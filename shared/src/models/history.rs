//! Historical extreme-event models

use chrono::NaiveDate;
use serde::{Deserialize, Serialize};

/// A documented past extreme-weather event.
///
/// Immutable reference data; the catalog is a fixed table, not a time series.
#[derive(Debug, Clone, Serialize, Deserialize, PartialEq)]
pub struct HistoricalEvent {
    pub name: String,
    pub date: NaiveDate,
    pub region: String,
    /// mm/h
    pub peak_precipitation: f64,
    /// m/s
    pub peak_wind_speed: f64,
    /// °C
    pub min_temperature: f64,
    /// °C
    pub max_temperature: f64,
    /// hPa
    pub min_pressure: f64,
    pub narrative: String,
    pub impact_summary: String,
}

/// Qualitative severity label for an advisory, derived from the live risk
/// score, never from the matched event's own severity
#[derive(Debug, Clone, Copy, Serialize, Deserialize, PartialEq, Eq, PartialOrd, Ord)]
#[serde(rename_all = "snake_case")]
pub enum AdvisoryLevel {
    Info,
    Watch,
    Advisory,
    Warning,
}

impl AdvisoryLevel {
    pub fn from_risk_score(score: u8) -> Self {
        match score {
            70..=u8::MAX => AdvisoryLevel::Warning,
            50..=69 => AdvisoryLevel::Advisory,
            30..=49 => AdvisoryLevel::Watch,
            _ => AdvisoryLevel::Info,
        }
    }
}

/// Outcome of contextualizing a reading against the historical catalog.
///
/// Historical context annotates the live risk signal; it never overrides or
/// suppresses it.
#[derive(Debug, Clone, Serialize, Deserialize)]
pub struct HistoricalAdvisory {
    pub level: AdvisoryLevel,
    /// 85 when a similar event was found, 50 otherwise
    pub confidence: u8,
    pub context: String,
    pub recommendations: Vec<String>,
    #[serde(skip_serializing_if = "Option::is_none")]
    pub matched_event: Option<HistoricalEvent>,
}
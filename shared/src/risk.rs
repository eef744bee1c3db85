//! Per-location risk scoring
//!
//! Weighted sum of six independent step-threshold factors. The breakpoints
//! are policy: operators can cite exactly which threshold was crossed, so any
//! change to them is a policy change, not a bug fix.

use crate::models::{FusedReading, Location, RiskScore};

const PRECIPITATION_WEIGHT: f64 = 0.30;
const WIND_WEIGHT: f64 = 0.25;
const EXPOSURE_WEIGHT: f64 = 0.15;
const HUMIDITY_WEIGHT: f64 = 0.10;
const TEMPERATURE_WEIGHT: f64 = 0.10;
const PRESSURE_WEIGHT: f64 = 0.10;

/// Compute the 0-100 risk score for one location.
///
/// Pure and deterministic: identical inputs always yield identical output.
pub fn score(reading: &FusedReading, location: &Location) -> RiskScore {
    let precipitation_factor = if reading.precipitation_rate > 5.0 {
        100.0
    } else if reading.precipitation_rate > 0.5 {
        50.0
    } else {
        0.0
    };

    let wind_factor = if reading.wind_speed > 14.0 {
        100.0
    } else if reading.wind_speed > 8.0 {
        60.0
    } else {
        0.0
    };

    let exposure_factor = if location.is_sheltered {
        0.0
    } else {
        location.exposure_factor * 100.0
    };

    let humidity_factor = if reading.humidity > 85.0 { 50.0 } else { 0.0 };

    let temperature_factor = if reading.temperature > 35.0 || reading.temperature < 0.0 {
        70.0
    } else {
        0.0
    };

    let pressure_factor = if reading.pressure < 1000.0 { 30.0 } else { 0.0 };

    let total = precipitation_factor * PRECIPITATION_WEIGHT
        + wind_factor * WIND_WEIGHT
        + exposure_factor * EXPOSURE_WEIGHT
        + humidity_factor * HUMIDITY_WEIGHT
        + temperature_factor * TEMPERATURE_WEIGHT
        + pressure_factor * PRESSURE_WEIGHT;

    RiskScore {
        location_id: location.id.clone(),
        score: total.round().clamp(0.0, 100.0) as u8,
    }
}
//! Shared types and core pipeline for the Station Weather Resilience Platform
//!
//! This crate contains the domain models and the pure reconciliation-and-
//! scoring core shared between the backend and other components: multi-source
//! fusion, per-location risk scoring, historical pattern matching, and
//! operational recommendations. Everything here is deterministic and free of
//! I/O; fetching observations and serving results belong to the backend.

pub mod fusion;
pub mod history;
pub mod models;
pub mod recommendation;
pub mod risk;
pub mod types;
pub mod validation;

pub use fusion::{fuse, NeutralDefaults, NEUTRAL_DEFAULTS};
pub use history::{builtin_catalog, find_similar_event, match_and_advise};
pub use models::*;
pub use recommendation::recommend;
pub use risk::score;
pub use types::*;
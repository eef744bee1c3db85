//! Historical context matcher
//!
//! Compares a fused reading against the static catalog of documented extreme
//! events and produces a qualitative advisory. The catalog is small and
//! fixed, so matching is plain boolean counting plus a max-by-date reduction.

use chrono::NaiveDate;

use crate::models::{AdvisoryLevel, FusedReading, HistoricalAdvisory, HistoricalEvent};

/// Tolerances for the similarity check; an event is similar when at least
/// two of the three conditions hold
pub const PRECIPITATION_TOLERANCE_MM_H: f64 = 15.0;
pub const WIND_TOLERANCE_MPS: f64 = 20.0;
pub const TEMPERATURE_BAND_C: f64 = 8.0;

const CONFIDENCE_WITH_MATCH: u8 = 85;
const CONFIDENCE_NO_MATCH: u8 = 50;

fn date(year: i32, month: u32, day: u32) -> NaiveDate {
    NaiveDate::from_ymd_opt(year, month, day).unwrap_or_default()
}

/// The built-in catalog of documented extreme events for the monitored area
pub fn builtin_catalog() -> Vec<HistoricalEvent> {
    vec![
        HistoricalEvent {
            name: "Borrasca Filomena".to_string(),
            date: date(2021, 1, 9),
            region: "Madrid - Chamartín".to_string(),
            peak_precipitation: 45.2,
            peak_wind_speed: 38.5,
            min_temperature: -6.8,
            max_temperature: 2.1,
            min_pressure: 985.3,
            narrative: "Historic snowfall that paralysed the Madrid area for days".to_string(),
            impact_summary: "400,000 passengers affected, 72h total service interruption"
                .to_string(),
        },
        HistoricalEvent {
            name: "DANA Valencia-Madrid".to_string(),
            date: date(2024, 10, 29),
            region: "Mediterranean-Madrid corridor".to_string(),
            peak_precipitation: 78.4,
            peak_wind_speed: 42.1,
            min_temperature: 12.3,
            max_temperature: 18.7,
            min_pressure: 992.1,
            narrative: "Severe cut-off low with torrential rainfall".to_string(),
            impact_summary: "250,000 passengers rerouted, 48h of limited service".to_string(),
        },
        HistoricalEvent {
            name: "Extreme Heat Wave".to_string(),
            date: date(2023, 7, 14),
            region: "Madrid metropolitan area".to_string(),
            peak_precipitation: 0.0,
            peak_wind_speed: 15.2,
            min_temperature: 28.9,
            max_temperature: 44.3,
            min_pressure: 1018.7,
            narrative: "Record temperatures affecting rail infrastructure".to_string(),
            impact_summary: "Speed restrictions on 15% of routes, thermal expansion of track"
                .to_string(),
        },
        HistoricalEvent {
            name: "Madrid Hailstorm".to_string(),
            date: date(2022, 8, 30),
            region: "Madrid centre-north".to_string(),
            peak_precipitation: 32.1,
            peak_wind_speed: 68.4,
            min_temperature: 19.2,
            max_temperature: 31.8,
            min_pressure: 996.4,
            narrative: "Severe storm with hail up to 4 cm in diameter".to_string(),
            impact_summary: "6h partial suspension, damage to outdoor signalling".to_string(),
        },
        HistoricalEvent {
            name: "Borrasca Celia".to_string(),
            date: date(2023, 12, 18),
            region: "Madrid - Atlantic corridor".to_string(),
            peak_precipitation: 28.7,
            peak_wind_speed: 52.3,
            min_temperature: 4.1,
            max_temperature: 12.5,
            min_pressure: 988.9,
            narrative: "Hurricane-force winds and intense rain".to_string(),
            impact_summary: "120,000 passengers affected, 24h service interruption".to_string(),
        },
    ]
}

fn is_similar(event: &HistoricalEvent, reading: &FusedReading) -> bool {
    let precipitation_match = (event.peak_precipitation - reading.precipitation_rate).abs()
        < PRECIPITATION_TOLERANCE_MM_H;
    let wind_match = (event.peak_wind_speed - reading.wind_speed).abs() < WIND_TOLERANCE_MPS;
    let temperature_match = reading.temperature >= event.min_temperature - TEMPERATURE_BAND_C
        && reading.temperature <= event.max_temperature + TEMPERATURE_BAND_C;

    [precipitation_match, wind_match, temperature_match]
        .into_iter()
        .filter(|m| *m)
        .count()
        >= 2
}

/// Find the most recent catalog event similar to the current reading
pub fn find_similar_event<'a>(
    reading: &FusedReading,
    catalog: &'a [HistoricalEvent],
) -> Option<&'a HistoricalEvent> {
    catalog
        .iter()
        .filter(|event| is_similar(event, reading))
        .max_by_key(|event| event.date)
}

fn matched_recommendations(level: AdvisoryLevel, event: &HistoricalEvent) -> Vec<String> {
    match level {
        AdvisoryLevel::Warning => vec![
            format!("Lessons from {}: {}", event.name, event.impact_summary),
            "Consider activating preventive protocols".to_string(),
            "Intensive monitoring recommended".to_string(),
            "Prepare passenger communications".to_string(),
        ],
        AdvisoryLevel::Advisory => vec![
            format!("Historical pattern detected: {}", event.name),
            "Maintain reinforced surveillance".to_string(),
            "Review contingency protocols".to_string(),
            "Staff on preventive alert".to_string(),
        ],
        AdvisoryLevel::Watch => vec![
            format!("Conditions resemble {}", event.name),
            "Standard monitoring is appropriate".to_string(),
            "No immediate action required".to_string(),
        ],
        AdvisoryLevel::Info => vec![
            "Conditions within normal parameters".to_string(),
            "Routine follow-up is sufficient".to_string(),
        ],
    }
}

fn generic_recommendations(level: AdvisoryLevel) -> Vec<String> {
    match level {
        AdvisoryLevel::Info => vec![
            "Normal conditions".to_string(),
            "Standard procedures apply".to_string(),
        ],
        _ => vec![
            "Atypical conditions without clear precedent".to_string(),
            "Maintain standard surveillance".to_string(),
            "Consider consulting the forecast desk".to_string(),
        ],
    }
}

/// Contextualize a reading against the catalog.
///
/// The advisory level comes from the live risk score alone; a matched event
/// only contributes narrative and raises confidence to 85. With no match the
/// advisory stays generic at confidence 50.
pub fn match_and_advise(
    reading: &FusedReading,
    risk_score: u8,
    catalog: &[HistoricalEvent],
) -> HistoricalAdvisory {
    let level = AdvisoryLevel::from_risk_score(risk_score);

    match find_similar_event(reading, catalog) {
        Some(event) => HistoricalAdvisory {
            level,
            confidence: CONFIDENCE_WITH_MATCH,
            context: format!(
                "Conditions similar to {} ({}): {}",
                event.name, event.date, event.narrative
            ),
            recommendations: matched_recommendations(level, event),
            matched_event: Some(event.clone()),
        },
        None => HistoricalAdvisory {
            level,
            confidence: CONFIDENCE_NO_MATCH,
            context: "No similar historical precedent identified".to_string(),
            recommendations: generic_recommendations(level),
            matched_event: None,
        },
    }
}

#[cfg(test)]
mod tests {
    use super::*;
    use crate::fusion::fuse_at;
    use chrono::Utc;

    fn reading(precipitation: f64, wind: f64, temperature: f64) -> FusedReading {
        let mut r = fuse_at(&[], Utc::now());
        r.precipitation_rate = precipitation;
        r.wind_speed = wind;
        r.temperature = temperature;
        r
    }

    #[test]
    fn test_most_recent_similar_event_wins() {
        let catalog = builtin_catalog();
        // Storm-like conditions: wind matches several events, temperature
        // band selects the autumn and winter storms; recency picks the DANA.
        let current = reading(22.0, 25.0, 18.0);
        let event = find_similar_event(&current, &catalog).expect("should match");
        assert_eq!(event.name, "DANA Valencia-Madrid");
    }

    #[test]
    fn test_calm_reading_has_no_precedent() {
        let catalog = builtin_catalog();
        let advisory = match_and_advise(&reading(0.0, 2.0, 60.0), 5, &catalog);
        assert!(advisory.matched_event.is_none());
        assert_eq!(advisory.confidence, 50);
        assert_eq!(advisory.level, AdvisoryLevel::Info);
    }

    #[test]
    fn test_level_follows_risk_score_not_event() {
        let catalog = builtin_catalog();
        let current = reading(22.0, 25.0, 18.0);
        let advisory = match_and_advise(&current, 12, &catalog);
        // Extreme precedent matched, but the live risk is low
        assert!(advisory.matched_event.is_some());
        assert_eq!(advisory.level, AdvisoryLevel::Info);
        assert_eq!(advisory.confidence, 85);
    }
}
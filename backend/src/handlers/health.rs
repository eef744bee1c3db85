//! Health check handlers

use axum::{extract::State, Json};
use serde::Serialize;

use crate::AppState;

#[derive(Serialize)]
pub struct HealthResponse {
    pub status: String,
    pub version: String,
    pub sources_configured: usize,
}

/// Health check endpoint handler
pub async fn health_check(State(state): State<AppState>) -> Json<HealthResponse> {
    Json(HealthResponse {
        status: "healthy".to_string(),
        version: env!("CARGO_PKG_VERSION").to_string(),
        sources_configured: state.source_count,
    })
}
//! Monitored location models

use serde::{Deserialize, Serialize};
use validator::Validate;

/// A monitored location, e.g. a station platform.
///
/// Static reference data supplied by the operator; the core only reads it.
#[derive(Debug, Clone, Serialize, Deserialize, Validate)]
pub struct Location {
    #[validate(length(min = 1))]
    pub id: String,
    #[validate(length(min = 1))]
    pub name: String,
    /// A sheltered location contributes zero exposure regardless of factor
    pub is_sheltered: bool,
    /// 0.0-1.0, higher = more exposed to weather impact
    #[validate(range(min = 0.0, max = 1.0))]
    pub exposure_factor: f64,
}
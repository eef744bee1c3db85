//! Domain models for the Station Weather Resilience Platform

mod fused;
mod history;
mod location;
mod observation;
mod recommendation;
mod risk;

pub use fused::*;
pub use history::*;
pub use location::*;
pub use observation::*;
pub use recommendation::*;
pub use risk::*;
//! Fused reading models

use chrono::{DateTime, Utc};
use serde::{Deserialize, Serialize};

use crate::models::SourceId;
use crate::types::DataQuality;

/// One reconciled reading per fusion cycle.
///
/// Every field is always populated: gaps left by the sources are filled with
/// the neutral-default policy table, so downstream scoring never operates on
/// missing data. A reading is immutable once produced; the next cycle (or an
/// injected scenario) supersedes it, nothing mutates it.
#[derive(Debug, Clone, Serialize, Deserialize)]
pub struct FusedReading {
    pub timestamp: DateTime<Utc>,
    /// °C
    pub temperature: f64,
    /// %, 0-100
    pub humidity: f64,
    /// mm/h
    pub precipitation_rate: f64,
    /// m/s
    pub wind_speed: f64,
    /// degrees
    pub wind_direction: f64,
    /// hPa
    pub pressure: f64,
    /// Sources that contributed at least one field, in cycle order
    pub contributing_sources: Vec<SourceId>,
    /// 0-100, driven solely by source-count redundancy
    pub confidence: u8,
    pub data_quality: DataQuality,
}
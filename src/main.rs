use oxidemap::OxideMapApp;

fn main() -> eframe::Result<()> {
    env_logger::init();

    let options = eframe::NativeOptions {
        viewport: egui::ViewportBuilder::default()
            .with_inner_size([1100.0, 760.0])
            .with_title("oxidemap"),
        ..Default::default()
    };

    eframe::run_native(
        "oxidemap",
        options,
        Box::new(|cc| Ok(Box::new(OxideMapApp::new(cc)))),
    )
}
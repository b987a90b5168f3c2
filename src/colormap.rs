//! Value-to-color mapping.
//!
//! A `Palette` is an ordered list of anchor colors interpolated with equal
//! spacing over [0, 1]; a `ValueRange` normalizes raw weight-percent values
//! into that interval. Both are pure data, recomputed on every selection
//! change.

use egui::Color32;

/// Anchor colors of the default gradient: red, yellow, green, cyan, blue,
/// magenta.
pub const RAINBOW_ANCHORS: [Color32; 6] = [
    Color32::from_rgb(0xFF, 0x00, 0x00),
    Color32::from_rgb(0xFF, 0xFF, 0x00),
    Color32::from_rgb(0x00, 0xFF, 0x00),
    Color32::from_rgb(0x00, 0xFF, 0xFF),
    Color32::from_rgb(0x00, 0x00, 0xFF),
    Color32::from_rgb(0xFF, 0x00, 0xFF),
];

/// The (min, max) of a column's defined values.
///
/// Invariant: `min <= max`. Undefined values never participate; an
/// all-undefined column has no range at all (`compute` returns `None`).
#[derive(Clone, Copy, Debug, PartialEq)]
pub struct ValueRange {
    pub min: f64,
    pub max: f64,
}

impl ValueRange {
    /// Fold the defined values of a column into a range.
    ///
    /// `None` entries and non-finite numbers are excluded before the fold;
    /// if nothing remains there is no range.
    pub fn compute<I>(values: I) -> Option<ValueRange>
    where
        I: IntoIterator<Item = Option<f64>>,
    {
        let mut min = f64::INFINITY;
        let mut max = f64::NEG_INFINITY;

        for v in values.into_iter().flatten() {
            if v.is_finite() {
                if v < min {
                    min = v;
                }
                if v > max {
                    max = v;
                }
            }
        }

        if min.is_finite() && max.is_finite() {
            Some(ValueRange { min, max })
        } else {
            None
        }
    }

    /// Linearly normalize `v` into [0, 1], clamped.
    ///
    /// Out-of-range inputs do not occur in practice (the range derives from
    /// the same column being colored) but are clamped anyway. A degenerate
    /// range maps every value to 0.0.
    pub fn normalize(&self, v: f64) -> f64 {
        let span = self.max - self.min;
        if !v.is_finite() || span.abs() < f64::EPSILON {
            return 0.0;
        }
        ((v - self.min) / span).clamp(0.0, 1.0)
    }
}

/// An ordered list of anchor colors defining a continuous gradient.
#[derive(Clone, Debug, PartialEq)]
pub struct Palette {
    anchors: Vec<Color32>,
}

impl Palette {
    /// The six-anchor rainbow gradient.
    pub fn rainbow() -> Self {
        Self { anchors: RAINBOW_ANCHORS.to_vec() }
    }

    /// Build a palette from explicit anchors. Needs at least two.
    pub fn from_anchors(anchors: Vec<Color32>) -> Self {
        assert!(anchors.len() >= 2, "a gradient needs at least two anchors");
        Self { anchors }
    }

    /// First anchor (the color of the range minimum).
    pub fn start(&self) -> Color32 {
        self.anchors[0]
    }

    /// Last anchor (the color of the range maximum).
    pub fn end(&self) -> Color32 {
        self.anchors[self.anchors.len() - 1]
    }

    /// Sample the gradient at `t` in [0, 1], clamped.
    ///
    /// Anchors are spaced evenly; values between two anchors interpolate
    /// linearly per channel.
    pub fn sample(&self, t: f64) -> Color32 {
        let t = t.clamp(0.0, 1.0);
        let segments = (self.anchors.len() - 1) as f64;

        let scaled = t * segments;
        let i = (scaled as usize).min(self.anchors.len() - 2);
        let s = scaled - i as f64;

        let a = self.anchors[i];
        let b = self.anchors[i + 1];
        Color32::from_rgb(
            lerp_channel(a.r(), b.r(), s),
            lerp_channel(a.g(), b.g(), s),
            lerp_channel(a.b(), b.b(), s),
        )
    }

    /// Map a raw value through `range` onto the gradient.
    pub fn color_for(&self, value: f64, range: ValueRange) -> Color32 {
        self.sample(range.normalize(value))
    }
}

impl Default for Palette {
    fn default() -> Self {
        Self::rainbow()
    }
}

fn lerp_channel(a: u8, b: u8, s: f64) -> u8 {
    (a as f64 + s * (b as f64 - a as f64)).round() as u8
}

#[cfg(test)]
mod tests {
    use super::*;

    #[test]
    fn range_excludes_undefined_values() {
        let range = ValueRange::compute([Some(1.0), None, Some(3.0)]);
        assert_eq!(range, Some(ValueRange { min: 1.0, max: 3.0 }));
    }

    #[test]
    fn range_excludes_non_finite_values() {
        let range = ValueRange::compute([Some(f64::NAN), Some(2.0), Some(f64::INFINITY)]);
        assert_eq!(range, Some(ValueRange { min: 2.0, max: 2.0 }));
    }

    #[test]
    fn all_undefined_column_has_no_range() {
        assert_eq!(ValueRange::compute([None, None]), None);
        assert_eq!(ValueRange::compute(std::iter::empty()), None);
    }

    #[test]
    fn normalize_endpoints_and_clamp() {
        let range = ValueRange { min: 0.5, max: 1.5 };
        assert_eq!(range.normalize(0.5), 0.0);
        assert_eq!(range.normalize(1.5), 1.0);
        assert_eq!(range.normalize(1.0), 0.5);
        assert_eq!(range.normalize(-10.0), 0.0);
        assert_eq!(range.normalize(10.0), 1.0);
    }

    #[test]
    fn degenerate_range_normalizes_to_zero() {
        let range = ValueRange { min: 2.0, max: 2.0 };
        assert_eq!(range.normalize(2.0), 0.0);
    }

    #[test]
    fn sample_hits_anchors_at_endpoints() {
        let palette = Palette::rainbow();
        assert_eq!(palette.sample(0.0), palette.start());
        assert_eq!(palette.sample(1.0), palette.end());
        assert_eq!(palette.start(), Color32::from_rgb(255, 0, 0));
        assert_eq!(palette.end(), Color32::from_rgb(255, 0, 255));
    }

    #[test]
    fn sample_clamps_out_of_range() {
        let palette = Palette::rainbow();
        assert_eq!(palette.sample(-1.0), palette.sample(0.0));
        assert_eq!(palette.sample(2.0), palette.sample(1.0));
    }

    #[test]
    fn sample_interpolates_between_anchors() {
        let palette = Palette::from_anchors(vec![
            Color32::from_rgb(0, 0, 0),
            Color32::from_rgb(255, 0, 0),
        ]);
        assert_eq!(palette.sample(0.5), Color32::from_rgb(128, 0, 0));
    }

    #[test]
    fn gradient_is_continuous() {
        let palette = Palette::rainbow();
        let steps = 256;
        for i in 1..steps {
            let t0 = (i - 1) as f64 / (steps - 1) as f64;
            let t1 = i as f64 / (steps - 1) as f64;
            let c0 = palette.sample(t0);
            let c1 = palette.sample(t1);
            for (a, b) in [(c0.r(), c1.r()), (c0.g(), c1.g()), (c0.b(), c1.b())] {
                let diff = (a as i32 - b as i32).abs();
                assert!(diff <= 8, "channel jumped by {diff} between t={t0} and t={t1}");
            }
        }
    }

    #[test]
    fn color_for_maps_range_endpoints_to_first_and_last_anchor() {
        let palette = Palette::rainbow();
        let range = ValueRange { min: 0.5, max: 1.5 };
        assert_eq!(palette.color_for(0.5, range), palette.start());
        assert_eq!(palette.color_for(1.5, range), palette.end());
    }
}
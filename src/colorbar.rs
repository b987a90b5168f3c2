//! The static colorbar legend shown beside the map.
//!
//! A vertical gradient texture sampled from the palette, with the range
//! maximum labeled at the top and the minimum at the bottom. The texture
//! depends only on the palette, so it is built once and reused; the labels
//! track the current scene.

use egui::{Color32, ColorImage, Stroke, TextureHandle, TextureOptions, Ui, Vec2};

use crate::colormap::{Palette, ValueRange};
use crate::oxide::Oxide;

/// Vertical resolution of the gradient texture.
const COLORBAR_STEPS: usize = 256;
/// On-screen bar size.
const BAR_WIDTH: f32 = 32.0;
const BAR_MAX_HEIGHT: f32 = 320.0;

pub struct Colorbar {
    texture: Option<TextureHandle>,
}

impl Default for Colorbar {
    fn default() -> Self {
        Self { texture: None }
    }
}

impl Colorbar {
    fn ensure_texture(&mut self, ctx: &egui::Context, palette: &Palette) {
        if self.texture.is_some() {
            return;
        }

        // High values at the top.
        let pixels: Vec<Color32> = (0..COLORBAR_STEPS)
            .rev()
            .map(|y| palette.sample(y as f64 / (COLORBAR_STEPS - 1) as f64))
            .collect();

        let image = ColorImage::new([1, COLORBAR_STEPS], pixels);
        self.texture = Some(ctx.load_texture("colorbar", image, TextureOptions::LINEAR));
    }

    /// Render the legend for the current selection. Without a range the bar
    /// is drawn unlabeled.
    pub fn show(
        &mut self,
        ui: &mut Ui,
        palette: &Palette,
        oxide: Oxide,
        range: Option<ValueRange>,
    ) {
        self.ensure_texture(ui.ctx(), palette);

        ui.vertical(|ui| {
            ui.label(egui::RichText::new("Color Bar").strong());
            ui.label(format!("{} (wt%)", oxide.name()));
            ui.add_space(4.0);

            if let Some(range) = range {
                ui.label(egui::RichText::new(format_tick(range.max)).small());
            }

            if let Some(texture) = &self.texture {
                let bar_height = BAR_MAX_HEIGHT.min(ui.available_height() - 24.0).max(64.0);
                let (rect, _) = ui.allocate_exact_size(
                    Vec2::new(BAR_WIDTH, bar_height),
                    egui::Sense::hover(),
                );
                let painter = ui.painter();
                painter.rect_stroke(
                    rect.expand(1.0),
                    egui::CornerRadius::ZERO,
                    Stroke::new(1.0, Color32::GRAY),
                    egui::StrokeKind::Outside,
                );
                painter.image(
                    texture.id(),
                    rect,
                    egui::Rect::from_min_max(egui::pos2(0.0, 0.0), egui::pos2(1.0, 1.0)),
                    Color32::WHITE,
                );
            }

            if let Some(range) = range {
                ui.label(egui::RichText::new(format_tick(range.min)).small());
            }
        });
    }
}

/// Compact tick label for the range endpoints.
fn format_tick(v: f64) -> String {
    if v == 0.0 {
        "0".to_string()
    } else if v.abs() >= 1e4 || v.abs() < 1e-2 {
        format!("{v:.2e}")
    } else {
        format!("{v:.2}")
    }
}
----
▶ YOUR ASSIGNMENT: Look through the listing above and copy each line with the word "protocols" in it.

▶ SOLUTION TO THIS PROBLEM:
            "Consider activating preventive protocols".to_string(),
            "Review contingency protocols".to_string(),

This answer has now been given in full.